Allerberger gab Details über das „Contact Tracing“ preis, also jene Methode, die den Weg des Virus nachzeichnet. Dabei werden auch Kontaktpersonen von Flügen und Kreuzfahrtschiffen zurückverfolgt und die Gesundheitsbehörden anderer Länder informiert. Bist zum Stichtag 31. März wurden laut Benka die Passagierlisten von 55 Flügen analysiert und 1.500 Kontaktpersonen weitergeleitet. Außerdem wurden 16.800 Personen an insgesamt 94 Staaten weitergeleitet, davon 13.300 an EU-Länder.

Die Rolle der AGES ist hierbei, minutiös nachzuzeichnen, welcher oder welche Erkrankte mit wem Kontakt hatte, und auch etwa, wer der oft erwähnte „Patient 0“ ist. Allerberger warnte dabei vor Stigmatisierung, auch Anschober appellierte: „Bitte nicht personalisieren!“ Freilich sei aber auf Skihütten wie beispielsweise in Ischgl die perfekte Ausgangssituation gegeben gewesen, dass sich das Coronavirus rasch verbreitet habe, da kein Mindestabstand eingehalten werden konnte. „Das Virus hat keine Flügel“, so Allerberger und erklärte einmal mehr: Es gehe darum, den direkten Kontakt auf weniger als einen Meter absolut zu vermeiden.

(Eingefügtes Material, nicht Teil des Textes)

//! # Integrator Benchmark

use criterion::{criterion_group, criterion_main, Criterion};

use nalgebra::Vector2;
use odom_lib::{loc::Pose, odom::integrate};

fn integrator_benchmark(c: &mut Criterion) {
    // ---- Build a starting pose ----

    let pose = Pose {
        position_m: Vector2::new(1.0, 2.0),
        heading_rad: 0.75,
        speed_ms: 0.0,
        turn_rate_rads: 0.0,
    };

    // Bench the straight branch
    c.bench_function("integrate::straight", |b| {
        b.iter(|| integrate(&pose, 0.05, 0.05, 0.25, 0.1))
    });

    // Bench the arc branch
    c.bench_function("integrate::arc", |b| {
        b.iter(|| integrate(&pose, 0.04, 0.06, 0.25, 0.1))
    });
}

criterion_group!(benches, integrator_benchmark);
criterion_main!(benches);
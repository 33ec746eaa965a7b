//! # Wheel Encoder Interface
//!
//! This module defines the interface between the software and wheel encoder equipment. Encoder
//! drivers count ticks themselves (in hardware or in a background task); the software only ever
//! reads the running totals through [`EncoderBank::cumulative_ticks`].

// ------------------------------------------------------------------------------------------------
// IMPORTS
// ------------------------------------------------------------------------------------------------

use serde::{Deserialize, Serialize};

// ------------------------------------------------------------------------------------------------
// STRUCTS
// ------------------------------------------------------------------------------------------------

/// Identifies a single encoder channel within an [`EncoderBank`].
///
/// Channel numbering is equipment specific, so parameter files carry these ids rather than the
/// software assuming a layout.
#[derive(Debug, Copy, Clone, PartialEq, Eq, Hash, Serialize, Deserialize)]
pub struct EncoderId(pub u8);

// ------------------------------------------------------------------------------------------------
// TRAITS
// ------------------------------------------------------------------------------------------------

/// A bank of wheel encoders which can be sampled for cumulative tick counts.
pub trait EncoderBank {
    /// Get the cumulative tick count of the given channel.
    ///
    /// The count accumulates from equipment start and decreases when the wheel is driven in
    /// reverse. The channel is assumed to have been initialised by the equipment driver before
    /// the first call.
    fn cumulative_ticks(&self, channel: EncoderId) -> i64;
}
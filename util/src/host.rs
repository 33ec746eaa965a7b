//! Host environment utility functions

// ---------------------------------------------------------------------------
// IMPORTS
// ---------------------------------------------------------------------------

use std::path::PathBuf;
use thiserror::Error;

// ---------------------------------------------------------------------------
// CONSTANTS
// ---------------------------------------------------------------------------

/// Name of the environment variable which points at the software root directory.
pub const SW_ROOT_ENV_VAR: &str = "SUSF_DEIMOS_SW_ROOT";

// ---------------------------------------------------------------------------
// ENUMERATIONS
// ---------------------------------------------------------------------------

/// Errors associated with the host environment.
#[derive(Debug, Error)]
pub enum HostError {
    #[error("The software root environment variable (SUSF_DEIMOS_SW_ROOT) is not set")]
    SwRootNotSet,
}

// ---------------------------------------------------------------------------
// PUBLIC FUNCTIONS
// ---------------------------------------------------------------------------

/// Get the path to the software root directory.
///
/// The root is read from the `SUSF_DEIMOS_SW_ROOT` environment variable, which must be set in
/// the environment before any executable is run. Parameter files and session outputs live under
/// this directory.
pub fn get_deimos_sw_root() -> Result<PathBuf, HostError> {
    match std::env::var(SW_ROOT_ENV_VAR) {
        Ok(p) => Ok(PathBuf::from(p)),
        Err(_) => Err(HostError::SwRootNotSet),
    }
}
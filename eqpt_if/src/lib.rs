//! # Equipment interface crate.
//!
//! Provides the common interfaces between the software and vehicle equipment.

// ------------------------------------------------------------------------------------------------
// MODULES
// ------------------------------------------------------------------------------------------------

/// Wheel encoder interface
pub mod enc;

/// Periodic task scheduling interface
pub mod sched;
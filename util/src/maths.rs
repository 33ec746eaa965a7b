//! Utility maths functions

// ---------------------------------------------------------------------------
// IMPORTS
// ---------------------------------------------------------------------------

use num_traits::Float;

// ---------------------------------------------------------------------------
// CONSTANTS
// ---------------------------------------------------------------------------

/// Absolute tolerance used by [`nearly_eq`].
pub const FLOAT_EQ_TOLERANCE: f64 = 1.0e-6;

// ---------------------------------------------------------------------------
// PUBLIC FUNCTIONS
// ---------------------------------------------------------------------------

/// Bound an angle (in radians) into the range [0, 2pi).
///
/// Correct for angles any number of revolutions outside the range, not just one, since headings
/// integrated over a long run accumulate without bound. The revolution count is floored rather
/// than truncated, truncation towards zero gives the wrong representative for negative angles.
/// Inputs a fraction of an ulp below a multiple of 2pi round onto 2pi itself, those come back
/// as 0.
pub fn bound_to_2pi<T>(angle: T) -> T
where
    T: Float
{
    let tau_t: T = T::from(std::f64::consts::TAU).unwrap();

    let revs = (angle / tau_t).floor();

    let bounded = angle - revs * tau_t;

    // The subtraction can round up to exactly 2pi, which is outside the half-open range
    if bounded == tau_t {
        T::zero()
    }
    else {
        bounded
    }
}

/// Return true if two values are equal to within [`FLOAT_EQ_TOLERANCE`].
///
/// The tolerance is absolute, not relative, so this is only suitable for quantities whose
/// magnitude is of order one or below, like per-cycle wheel travel.
pub fn nearly_eq<T>(a: T, b: T) -> bool
where
    T: Float
{
    (a - b).abs() < T::from(FLOAT_EQ_TOLERANCE).unwrap()
}

#[cfg(test)]
mod test {
    use super::*;

    #[test]
    fn test_bound_to_2pi() {
        const TAU: f64 = std::f64::consts::TAU;

        assert_eq!(bound_to_2pi(0f64), 0f64);
        assert_eq!(bound_to_2pi(1f64), 1f64);
        assert_eq!(bound_to_2pi(TAU), 0f64);
        assert_eq!(bound_to_2pi(-TAU), 0f64);
        assert_eq!(bound_to_2pi(-1f64), TAU - 1f64);
        assert!((bound_to_2pi(7f64) - (7f64 - TAU)).abs() < 1e-12);

        // Many revolutions out
        assert!((bound_to_2pi(10f64 * TAU + 1f64) - 1f64).abs() < 1e-9);
        assert!((bound_to_2pi(-10f64 * TAU - 1f64) - (TAU - 1f64)).abs() < 1e-9);

        // A sub-ulp step below zero rounds onto the revolution boundary, and must come back as
        // 0 rather than 2pi
        assert_eq!(bound_to_2pi(-1e-18), 0f64);
    }

    #[test]
    fn test_bound_to_2pi_range_and_congruence() {
        const TAU: f64 = std::f64::consts::TAU;

        for i in -20..=20 {
            let angle = i as f64 * 0.7;
            let bounded = bound_to_2pi(angle);

            assert!(
                bounded >= 0f64 && bounded < TAU,
                "bound_to_2pi({}) = {} out of range",
                angle,
                bounded
            );

            // The removed amount must be a whole number of revolutions
            let revs = (angle - bounded) / TAU;
            assert!((revs - revs.round()).abs() < 1e-9);
        }

        // Negatives within an ulp of a multiple of 2pi still satisfy the range property
        for &angle in [-1e-18, -1e-15, -1e-12].iter() {
            let bounded = bound_to_2pi(angle);
            assert!(
                bounded >= 0f64 && bounded < TAU,
                "bound_to_2pi({}) = {} out of range",
                angle,
                bounded
            );
        }
    }

    #[test]
    fn test_nearly_eq() {
        assert!(nearly_eq(1f64, 1f64));
        assert!(nearly_eq(1f64, 1f64 + 1e-9));
        assert!(nearly_eq(0f64, -1e-7));
        assert!(!nearly_eq(1f64, 1.1f64));
        assert!(!nearly_eq(-1e-4, 1e-4));

        // Tolerance bound is exclusive
        assert!(!nearly_eq(0f64, 1e-6));
    }
}
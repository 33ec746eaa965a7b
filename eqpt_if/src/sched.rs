//! # Periodic Task Scheduling Interface
//!
//! This module defines the scheduling capability consumed by software which needs a function run
//! at a fixed period, without tying that software to a particular timing source. Equipment-style
//! timing is provided by [`TimerScheduler`], which backs each task with a thread. Tests use
//! [`ManualScheduler`], which only fires tasks when told to, so scheduled behaviour can be driven
//! deterministically.

// ------------------------------------------------------------------------------------------------
// IMPORTS
// ------------------------------------------------------------------------------------------------

use std::sync::{
    atomic::{AtomicBool, Ordering},
    Arc, Mutex,
};
use std::thread;
use std::time::{Duration, Instant};

use log::warn;

// ------------------------------------------------------------------------------------------------
// TRAITS
// ------------------------------------------------------------------------------------------------

/// A source of periodic task execution.
///
/// Implementations guarantee that a registered task is never invoked concurrently with itself,
/// so the task may keep per-invocation state without locking against its own next firing.
pub trait Scheduler {
    /// Register `task` to be invoked every `period_s` seconds, with the first invocation
    /// `delay_s` seconds from now.
    ///
    /// Once registered a task cannot be deregistered, it runs until the scheduler itself is
    /// stopped or dropped.
    fn call_every(&self, delay_s: f64, period_s: f64, task: Box<dyn FnMut() + Send>);
}

// ------------------------------------------------------------------------------------------------
// STRUCTS
// ------------------------------------------------------------------------------------------------

/// Thread backed scheduler.
///
/// Each registered task gets a background thread which invokes it, sleeps out the remainder of
/// the period, and warns if an invocation overran the period. Clones share the same run flag and
/// thread handles, so any clone may stop the lot.
#[derive(Clone)]
pub struct TimerScheduler {
    /// Flag indicating that task threads should keep running.
    run: Arc<AtomicBool>,

    /// Join handles of all spawned task threads.
    task_handles: Arc<Mutex<Vec<thread::JoinHandle<()>>>>,
}

/// Scheduler which fires tasks only when [`ManualScheduler::fire_all`] is called.
///
/// Registered periods are recorded but otherwise ignored, the owner decides when "time"
/// advances. Clones share the same task list.
#[derive(Clone)]
pub struct ManualScheduler {
    tasks: Arc<Mutex<Vec<Box<dyn FnMut() + Send>>>>,
}

// ------------------------------------------------------------------------------------------------
// IMPLS
// ------------------------------------------------------------------------------------------------

impl TimerScheduler {
    /// Create a new scheduler with no registered tasks.
    pub fn new() -> Self {
        Self {
            run: Arc::new(AtomicBool::new(true)),
            task_handles: Arc::new(Mutex::new(Vec::new())),
        }
    }

    /// Stop all task threads and wait for them to exit.
    ///
    /// A task currently sleeping out its period finishes that sleep before exiting, so this call
    /// may block for up to the longest registered period.
    pub fn stop(&self) {
        self.run.store(false, Ordering::Relaxed);

        let mut handles = self
            .task_handles
            .lock()
            .expect("TimerScheduler: task_handles mutex poisoned");

        while let Some(jh) = handles.pop() {
            jh.join().ok();
        }
    }
}

impl Default for TimerScheduler {
    fn default() -> Self {
        Self::new()
    }
}

impl Scheduler for TimerScheduler {
    fn call_every(&self, delay_s: f64, period_s: f64, mut task: Box<dyn FnMut() + Send>) {
        let run = self.run.clone();

        let jh = thread::spawn(move || {
            if delay_s > 0.0 {
                thread::sleep(Duration::from_secs_f64(delay_s));
            }

            while run.load(Ordering::Relaxed) {
                // Get cycle start time
                let cycle_start_instant = Instant::now();

                task();

                let cycle_dur = Instant::now() - cycle_start_instant;

                // Sleep out the remainder of the period
                match Duration::from_secs_f64(period_s).checked_sub(cycle_dur) {
                    Some(d) => thread::sleep(d),
                    None => warn!(
                        "Scheduled task overran by {:.06} s",
                        cycle_dur.as_secs_f64() - period_s
                    ),
                }
            }
        });

        self.task_handles
            .lock()
            .expect("TimerScheduler: task_handles mutex poisoned")
            .push(jh);
    }
}

impl ManualScheduler {
    /// Create a new scheduler with no registered tasks.
    pub fn new() -> Self {
        Self {
            tasks: Arc::new(Mutex::new(Vec::new())),
        }
    }

    /// Invoke every registered task once, in registration order.
    pub fn fire_all(&self) {
        let mut tasks = self
            .tasks
            .lock()
            .expect("ManualScheduler: tasks mutex poisoned");

        for task in tasks.iter_mut() {
            task();
        }
    }

    /// Get the number of registered tasks.
    pub fn num_tasks(&self) -> usize {
        self.tasks
            .lock()
            .expect("ManualScheduler: tasks mutex poisoned")
            .len()
    }
}

impl Default for ManualScheduler {
    fn default() -> Self {
        Self::new()
    }
}

impl Scheduler for ManualScheduler {
    fn call_every(&self, _delay_s: f64, _period_s: f64, task: Box<dyn FnMut() + Send>) {
        self.tasks
            .lock()
            .expect("ManualScheduler: tasks mutex poisoned")
            .push(task);
    }
}

// ------------------------------------------------------------------------------------------------
// TESTS
// ------------------------------------------------------------------------------------------------

#[cfg(test)]
mod test {
    use super::*;
    use std::sync::atomic::AtomicUsize;

    #[test]
    fn manual_fires_only_on_demand() {
        let sched = ManualScheduler::new();
        let count = Arc::new(AtomicUsize::new(0));

        let c = count.clone();
        sched.call_every(
            0.0,
            0.1,
            Box::new(move || {
                c.fetch_add(1, Ordering::Relaxed);
            }),
        );

        assert_eq!(sched.num_tasks(), 1);
        assert_eq!(count.load(Ordering::Relaxed), 0);

        sched.fire_all();
        sched.fire_all();

        assert_eq!(count.load(Ordering::Relaxed), 2);
    }

    #[test]
    fn manual_clones_share_tasks() {
        let sched = ManualScheduler::new();
        let clone = sched.clone();
        let count = Arc::new(AtomicUsize::new(0));

        let c = count.clone();
        clone.call_every(
            0.0,
            0.1,
            Box::new(move || {
                c.fetch_add(1, Ordering::Relaxed);
            }),
        );

        sched.fire_all();

        assert_eq!(count.load(Ordering::Relaxed), 1);
    }

    #[test]
    fn timer_fires_periodically() {
        let sched = TimerScheduler::new();
        let count = Arc::new(AtomicUsize::new(0));

        let c = count.clone();
        sched.call_every(
            0.0,
            0.01,
            Box::new(move || {
                c.fetch_add(1, Ordering::Relaxed);
            }),
        );

        thread::sleep(Duration::from_millis(100));
        sched.stop();

        let fired = count.load(Ordering::Relaxed);
        assert!(fired > 0, "expected at least one firing, got {}", fired);
    }
}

Außerdem brauche das Virus etwa 15 Minuten, um sich von einer Person zur nächsten zu verbreiten. „Ich fahre jeden Tag mit den öffentlichen Verkehrsmitteln, mit der U-Bahn und ich habe keine Angst, solange ein Meter Abstand gehalten wird“, sagte der AGES-Leiter aus seinem Alltag. Die Regel des Experten laute deshalb: mindestens ein Meter Abstand und nicht länger als 15 Minuten Kontakt.